- **REQUIRED WORK**: From the records below, transcribe only the lines running from the one with "use std::collections::BTreeMap;" through the one with "let name = raw.source_name.trim().to_string();". Keep both of those end lines.

###

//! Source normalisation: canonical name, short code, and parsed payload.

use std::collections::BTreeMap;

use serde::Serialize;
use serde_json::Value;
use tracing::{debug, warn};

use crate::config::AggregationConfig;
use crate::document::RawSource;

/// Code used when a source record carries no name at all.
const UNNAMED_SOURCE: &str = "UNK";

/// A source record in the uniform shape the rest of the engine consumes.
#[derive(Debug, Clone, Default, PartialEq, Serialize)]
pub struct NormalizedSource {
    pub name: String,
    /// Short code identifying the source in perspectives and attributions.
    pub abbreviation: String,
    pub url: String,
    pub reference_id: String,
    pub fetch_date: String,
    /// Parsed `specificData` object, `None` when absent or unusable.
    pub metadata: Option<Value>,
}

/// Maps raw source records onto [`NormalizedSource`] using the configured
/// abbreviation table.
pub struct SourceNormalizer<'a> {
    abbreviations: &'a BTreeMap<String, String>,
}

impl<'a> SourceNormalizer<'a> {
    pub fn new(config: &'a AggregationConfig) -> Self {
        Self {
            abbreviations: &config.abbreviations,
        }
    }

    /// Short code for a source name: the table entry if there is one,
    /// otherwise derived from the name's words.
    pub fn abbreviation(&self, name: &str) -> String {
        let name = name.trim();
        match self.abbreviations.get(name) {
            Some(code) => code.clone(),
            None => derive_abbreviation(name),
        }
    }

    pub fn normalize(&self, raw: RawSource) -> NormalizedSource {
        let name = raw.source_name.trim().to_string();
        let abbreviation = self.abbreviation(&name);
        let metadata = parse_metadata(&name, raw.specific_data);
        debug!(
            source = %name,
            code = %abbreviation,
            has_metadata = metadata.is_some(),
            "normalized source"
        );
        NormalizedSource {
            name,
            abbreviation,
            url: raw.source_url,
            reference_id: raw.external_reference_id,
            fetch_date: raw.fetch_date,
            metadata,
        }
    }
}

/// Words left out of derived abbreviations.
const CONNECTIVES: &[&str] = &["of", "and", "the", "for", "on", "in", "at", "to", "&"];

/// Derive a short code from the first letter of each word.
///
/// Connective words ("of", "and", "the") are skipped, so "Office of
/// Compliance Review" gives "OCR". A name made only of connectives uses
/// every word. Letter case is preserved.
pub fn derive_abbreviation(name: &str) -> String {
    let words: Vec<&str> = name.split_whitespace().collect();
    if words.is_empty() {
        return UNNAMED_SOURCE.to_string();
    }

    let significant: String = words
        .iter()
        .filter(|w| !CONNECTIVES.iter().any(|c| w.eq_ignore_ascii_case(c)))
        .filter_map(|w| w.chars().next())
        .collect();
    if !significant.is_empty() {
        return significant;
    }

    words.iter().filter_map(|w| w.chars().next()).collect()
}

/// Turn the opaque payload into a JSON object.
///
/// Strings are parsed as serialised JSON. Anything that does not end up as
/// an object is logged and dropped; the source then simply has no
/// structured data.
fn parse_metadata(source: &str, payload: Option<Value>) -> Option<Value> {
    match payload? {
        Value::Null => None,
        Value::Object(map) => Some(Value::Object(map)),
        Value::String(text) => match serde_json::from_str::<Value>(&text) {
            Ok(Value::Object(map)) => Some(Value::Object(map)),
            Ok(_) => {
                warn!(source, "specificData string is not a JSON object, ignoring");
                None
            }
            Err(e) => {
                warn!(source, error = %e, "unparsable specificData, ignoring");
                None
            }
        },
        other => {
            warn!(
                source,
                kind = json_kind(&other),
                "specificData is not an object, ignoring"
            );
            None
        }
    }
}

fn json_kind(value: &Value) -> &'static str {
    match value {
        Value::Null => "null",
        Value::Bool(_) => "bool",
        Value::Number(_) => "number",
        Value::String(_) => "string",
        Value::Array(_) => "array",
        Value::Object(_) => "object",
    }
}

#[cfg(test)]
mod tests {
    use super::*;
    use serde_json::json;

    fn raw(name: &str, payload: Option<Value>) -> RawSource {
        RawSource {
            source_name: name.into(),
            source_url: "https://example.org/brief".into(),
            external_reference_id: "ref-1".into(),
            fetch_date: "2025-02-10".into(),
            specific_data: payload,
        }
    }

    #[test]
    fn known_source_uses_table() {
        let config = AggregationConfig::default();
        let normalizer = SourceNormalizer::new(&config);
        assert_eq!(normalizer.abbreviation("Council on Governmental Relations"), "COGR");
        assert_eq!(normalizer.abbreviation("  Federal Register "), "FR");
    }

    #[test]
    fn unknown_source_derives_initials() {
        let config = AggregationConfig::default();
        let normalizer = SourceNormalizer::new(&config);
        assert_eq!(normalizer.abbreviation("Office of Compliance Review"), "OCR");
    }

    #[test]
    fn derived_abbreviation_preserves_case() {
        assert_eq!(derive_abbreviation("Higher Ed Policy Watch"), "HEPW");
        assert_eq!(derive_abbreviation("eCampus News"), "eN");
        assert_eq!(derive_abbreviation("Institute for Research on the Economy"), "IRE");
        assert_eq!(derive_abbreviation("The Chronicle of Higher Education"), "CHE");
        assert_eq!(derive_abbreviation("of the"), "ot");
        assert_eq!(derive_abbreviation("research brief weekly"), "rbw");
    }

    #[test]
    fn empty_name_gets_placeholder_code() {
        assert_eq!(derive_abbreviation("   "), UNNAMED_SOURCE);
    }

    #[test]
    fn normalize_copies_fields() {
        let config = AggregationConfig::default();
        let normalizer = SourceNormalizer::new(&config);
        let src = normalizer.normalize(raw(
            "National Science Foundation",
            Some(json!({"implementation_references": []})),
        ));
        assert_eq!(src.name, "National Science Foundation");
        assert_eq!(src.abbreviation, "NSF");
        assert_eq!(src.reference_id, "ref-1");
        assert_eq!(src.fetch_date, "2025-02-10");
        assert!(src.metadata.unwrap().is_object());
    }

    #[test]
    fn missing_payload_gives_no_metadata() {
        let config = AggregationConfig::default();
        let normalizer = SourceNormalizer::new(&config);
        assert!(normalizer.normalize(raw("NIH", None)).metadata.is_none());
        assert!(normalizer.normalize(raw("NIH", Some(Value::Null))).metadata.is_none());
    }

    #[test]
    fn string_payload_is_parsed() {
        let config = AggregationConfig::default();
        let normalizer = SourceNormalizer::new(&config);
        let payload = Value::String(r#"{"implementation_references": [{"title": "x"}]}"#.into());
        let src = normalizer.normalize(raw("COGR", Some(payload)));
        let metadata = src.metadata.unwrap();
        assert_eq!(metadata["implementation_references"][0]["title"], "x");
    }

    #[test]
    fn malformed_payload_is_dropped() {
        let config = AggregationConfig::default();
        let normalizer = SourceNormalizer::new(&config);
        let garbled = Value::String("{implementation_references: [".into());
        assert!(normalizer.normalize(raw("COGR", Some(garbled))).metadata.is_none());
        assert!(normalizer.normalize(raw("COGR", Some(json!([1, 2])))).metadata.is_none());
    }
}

###

- **OUTPUT BELOW**:
use std::collections::BTreeMap;

use serde::Serialize;
use serde_json::Value;
use tracing::{debug, warn};

use crate::config::AggregationConfig;
use crate::document::RawSource;

/// Code used when a source record carries no name at all.
const UNNAMED_SOURCE: &str = "UNK";

/// A source record in the uniform shape the rest of the engine consumes.
#[derive(Debug, Clone, Default, PartialEq, Serialize)]
pub struct NormalizedSource {
    pub name: String,
    /// Short code identifying the source in perspectives and attributions.
    pub abbreviation: String,
    pub url: String,
    pub reference_id: String,
    pub fetch_date: String,
    /// Parsed `specificData` object, `None` when absent or unusable.
    pub metadata: Option<Value>,
}

/// Maps raw source records onto [`NormalizedSource`] using the configured
/// abbreviation table.
pub struct SourceNormalizer<'a> {
    abbreviations: &'a BTreeMap<String, String>,
}

impl<'a> SourceNormalizer<'a> {
    pub fn new(config: &'a AggregationConfig) -> Self {
        Self {
            abbreviations: &config.abbreviations,
        }
    }

    /// Short code for a source name: the table entry if there is one,
    /// otherwise derived from the name's words.
    pub fn abbreviation(&self, name: &str) -> String {
        let name = name.trim();
        match self.abbreviations.get(name) {
            Some(code) => code.clone(),
            None => derive_abbreviation(name),
        }
    }

    pub fn normalize(&self, raw: RawSource) -> NormalizedSource {
        let name = raw.source_name.trim().to_string();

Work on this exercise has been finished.